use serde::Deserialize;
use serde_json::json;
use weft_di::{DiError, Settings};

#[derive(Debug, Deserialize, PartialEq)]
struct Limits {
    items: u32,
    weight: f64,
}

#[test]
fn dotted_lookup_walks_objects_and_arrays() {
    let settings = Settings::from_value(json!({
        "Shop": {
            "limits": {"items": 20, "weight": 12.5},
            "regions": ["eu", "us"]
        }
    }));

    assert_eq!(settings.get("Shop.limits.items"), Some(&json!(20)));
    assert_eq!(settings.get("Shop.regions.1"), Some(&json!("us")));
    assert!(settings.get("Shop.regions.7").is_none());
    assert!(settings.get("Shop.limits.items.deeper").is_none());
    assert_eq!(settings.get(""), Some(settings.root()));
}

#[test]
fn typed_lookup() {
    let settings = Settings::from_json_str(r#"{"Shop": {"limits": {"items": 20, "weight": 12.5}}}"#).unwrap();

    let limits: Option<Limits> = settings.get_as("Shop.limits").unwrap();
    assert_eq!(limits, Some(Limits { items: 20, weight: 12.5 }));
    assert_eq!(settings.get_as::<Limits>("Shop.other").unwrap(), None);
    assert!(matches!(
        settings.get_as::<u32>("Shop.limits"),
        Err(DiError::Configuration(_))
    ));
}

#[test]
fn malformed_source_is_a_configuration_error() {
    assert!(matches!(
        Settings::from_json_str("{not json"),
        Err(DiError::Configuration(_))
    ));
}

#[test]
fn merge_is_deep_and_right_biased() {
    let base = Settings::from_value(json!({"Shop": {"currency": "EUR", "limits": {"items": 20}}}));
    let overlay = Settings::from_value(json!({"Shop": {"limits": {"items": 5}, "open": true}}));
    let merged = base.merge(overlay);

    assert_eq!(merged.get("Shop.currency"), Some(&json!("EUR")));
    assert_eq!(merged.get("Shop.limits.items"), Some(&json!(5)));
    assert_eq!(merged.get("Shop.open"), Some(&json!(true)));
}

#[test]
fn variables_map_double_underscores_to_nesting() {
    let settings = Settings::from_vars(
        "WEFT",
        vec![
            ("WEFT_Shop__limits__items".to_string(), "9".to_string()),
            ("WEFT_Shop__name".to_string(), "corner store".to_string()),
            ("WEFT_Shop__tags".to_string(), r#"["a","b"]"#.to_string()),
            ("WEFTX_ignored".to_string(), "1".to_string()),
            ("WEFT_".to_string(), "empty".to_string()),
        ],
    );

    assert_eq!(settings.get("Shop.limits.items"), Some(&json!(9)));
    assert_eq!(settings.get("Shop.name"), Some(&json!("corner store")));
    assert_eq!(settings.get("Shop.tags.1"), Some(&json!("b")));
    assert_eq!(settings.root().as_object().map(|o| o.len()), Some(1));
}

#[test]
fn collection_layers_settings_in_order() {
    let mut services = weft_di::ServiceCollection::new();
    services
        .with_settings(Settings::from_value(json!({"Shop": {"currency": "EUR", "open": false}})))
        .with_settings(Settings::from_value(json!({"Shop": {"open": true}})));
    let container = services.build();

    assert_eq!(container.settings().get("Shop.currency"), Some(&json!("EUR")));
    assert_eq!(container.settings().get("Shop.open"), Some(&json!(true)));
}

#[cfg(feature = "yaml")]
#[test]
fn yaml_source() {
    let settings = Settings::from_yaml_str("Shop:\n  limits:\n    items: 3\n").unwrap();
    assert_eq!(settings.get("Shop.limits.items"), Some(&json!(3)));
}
▬▬▬
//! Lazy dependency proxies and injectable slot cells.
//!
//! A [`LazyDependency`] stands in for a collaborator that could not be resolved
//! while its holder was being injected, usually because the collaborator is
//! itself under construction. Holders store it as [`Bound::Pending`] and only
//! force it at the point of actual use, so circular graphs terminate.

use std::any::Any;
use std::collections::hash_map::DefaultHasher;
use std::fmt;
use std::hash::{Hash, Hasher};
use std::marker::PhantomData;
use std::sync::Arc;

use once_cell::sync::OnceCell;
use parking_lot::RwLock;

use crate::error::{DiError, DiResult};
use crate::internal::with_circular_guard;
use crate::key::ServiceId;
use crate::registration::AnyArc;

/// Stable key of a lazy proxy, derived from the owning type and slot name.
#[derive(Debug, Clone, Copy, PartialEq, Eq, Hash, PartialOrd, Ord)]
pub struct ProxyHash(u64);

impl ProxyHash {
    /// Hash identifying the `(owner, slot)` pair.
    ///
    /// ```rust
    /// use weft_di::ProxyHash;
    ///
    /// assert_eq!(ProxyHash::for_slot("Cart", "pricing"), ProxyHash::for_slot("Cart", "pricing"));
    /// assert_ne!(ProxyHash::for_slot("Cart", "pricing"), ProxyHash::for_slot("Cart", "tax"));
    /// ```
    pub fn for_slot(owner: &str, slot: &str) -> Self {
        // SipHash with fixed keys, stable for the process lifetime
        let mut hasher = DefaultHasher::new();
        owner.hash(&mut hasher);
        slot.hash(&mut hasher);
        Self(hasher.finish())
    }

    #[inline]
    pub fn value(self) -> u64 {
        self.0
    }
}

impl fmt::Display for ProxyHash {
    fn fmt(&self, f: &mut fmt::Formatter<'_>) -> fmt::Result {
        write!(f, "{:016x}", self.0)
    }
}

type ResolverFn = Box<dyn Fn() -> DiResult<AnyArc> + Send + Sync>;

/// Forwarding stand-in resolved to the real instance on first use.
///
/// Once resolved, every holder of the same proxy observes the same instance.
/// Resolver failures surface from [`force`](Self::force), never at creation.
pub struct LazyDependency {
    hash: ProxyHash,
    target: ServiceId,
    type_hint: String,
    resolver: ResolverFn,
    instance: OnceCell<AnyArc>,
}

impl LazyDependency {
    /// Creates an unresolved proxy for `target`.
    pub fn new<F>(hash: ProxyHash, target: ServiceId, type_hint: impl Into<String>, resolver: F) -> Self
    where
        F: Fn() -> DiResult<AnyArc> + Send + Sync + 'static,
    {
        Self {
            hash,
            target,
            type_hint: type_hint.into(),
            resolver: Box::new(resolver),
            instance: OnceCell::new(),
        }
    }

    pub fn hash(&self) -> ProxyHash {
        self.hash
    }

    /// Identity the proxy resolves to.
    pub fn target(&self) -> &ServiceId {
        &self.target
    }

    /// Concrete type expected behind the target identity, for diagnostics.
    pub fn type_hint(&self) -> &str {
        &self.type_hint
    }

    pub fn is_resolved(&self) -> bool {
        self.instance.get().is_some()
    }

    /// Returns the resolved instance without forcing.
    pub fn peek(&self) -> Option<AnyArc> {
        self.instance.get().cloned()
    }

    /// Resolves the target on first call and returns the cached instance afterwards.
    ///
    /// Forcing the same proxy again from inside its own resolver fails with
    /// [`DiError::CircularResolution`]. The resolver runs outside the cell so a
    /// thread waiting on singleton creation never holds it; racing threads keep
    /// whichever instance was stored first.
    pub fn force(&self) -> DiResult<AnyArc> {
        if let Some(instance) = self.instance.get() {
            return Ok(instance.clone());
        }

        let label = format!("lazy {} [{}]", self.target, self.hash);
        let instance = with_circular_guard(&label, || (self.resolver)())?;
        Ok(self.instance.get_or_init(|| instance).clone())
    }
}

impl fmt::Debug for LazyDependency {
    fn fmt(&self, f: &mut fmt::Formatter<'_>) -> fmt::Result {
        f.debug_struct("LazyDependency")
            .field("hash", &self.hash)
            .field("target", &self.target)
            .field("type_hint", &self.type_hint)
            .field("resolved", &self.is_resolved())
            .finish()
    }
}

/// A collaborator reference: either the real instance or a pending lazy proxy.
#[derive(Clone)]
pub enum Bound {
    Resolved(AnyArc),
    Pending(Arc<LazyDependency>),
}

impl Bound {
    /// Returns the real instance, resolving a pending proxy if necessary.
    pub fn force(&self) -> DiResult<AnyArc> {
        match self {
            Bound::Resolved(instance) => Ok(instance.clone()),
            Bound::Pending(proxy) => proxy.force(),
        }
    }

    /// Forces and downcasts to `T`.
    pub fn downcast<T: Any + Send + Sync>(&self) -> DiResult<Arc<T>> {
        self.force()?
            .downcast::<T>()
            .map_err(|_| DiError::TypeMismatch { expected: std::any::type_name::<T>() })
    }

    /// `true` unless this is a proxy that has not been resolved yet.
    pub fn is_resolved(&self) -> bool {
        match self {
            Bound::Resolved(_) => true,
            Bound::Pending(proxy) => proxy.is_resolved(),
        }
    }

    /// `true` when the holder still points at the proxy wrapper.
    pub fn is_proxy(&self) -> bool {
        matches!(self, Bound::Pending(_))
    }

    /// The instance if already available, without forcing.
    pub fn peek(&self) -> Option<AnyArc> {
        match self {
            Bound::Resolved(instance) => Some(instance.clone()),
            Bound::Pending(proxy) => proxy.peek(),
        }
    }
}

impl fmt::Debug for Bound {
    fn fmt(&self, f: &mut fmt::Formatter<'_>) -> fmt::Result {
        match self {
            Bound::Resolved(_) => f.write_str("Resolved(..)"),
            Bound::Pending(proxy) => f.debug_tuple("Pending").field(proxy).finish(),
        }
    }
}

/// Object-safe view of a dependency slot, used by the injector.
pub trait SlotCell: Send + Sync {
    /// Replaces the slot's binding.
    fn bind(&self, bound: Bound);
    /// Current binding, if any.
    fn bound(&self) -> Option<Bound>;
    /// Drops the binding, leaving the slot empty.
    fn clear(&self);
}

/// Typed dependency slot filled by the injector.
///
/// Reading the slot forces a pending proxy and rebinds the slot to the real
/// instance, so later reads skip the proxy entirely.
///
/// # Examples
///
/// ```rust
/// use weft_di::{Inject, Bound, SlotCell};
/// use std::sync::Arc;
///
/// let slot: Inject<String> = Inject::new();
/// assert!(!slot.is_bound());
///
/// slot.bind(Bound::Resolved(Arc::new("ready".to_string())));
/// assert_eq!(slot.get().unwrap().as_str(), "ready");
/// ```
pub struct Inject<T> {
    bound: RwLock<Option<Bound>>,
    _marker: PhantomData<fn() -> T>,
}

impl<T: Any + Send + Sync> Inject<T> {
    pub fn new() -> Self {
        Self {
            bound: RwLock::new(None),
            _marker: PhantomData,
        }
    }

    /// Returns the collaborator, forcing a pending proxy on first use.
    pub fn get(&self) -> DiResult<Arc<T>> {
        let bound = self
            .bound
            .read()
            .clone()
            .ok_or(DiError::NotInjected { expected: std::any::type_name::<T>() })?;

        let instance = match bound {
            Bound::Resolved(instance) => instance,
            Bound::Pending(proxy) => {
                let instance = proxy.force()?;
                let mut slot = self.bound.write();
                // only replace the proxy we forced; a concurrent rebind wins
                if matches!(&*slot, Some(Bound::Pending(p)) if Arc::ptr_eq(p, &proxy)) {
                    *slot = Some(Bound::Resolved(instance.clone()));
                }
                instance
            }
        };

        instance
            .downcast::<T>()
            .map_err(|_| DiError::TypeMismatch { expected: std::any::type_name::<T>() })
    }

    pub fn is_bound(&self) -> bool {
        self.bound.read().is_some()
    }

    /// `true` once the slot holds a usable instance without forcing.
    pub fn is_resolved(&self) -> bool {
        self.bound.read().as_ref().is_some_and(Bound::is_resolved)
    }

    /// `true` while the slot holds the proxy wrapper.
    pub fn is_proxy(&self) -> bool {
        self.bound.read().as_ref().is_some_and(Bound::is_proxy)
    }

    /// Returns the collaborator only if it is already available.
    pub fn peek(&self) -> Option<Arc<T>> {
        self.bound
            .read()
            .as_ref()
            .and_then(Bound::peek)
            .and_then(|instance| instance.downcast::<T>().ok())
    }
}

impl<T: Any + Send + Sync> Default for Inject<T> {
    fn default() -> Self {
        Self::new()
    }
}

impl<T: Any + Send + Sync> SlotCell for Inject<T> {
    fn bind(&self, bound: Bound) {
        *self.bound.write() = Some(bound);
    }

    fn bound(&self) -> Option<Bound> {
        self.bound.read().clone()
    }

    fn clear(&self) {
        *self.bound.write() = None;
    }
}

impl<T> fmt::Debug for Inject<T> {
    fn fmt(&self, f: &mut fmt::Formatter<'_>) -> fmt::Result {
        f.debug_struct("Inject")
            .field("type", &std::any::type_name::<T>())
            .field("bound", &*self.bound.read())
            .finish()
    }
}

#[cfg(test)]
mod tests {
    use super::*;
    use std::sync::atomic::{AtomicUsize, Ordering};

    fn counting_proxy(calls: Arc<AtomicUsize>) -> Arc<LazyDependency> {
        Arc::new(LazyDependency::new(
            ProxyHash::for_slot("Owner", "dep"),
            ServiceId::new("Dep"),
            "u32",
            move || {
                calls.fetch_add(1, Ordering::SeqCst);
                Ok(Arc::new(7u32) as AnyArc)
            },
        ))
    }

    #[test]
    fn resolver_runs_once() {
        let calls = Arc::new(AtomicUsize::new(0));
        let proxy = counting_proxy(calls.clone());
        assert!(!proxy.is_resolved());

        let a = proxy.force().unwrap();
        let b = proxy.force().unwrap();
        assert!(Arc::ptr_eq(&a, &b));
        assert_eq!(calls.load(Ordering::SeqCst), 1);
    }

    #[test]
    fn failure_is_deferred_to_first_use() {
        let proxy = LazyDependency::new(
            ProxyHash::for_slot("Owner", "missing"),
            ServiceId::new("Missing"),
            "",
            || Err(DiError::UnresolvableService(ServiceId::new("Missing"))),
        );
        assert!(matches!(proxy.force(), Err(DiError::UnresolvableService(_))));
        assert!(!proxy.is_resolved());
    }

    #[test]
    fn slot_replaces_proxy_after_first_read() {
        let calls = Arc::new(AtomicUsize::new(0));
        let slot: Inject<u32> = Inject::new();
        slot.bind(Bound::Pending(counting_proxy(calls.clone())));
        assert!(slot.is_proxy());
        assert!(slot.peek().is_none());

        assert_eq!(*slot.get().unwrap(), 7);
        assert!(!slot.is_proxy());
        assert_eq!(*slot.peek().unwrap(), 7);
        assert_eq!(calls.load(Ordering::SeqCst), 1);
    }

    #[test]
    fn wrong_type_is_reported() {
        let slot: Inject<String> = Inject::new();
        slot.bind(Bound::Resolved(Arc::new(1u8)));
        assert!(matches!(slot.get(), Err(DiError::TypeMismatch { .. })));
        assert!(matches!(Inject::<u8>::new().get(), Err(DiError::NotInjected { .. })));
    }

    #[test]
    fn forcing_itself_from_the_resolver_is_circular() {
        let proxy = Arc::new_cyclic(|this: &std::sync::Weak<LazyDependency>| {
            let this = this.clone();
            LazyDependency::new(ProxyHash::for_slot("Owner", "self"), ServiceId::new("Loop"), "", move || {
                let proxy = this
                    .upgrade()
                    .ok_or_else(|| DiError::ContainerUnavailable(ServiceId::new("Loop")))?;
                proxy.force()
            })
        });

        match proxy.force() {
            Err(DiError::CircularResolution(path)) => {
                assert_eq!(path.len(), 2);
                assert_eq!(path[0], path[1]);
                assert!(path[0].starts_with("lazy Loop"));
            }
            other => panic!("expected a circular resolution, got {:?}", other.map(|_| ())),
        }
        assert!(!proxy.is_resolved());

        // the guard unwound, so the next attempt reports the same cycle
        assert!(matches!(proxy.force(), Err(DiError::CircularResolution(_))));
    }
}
▬▬▬
*WHAT TO PRODUCE*.
Select and copy every line of the material that holds the string "weight".

*OUTPUT*.
    weight: f64,
            "limits": {"items": 20, "weight": 12.5},
    let settings = Settings::from_json_str(r#"{"Shop": {"limits": {"items": 20, "weight": 12.5}}}"#).unwrap();
    assert_eq!(limits, Some(Limits { items: 20, weight: 12.5 }));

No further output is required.